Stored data
Start of Block
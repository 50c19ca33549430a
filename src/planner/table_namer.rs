use std::collections::{HashMap, HashSet};

use once_cell::sync::Lazy;
use regex::Regex;

use crate::ast::{Node, NodeKind};

static INVALID: Lazy<Regex> = Lazy::new(|| Regex::new(r"[^A-Za-z0-9_]+").expect("valid regex"));

/// Deterministic names for materialized tables. Same input order, same names.
#[derive(Debug, Default)]
pub struct TableNamer {
    taken: HashSet<String>,
    next_suffix: HashMap<String, usize>,
}

impl TableNamer {
    pub fn new() -> Self {
        Self::default()
    }

    pub fn sanitize(part: &str) -> String {
        INVALID.replace_all(part, "_").trim_matches('_').to_lowercase()
    }

    /// Name a from-node contributes to the tables built from it.
    pub fn source_name(from: &Node) -> String {
        match &from.kind {
            NodeKind::SchemaFrom { schema, method, .. } => Self::sanitize(&format!("{}_{}", schema, method)),
            NodeKind::PropertyFrom { source, property, .. } => Self::sanitize(&format!("{}_{}", source, property)),
            NodeKind::InMemoryFrom { table, .. } => Self::sanitize(table),
            NodeKind::Join { left, right, .. }
            | NodeKind::JoinStep { left, right, .. }
            | NodeKind::Apply { left, right, .. }
            | NodeKind::ApplyStep { left, right, .. } => {
                format!("{}_{}", Self::source_name(left), Self::source_name(right))
            }
            _ => String::from("table"),
        }
    }

    /// Join the sanitized parts; a repeated name gets `_2`, `_3`, ...
    pub fn name(&mut self, parts: &[&str]) -> String {
        let joined = parts.iter().map(|p| Self::sanitize(p)).filter(|p| !p.is_empty()).collect::<Vec<_>>().join("_");
        let base = if joined.is_empty() { String::from("table") } else { joined };
        if self.taken.insert(base.clone()) {
            return base;
        }
        let suffix = self.next_suffix.entry(base.clone()).or_insert(2);
        loop {
            let candidate = format!("{}_{}", base, suffix);
            *suffix += 1;
            if self.taken.insert(candidate.clone()) {
                return candidate;
            }
        }
    }
}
End of Block
ASSIGNMENT
Reproduce every line in the records above that contains the word "parts".

EXERCISE OUTPUT
    /// Join the sanitized parts; a repeated name gets `_2`, `_3`, ...
    pub fn name(&mut self, parts: &[&str]) -> String {
        let joined = parts.iter().map(|p| Self::sanitize(p)).filter(|p| !p.is_empty()).collect::<Vec<_>>().join("_");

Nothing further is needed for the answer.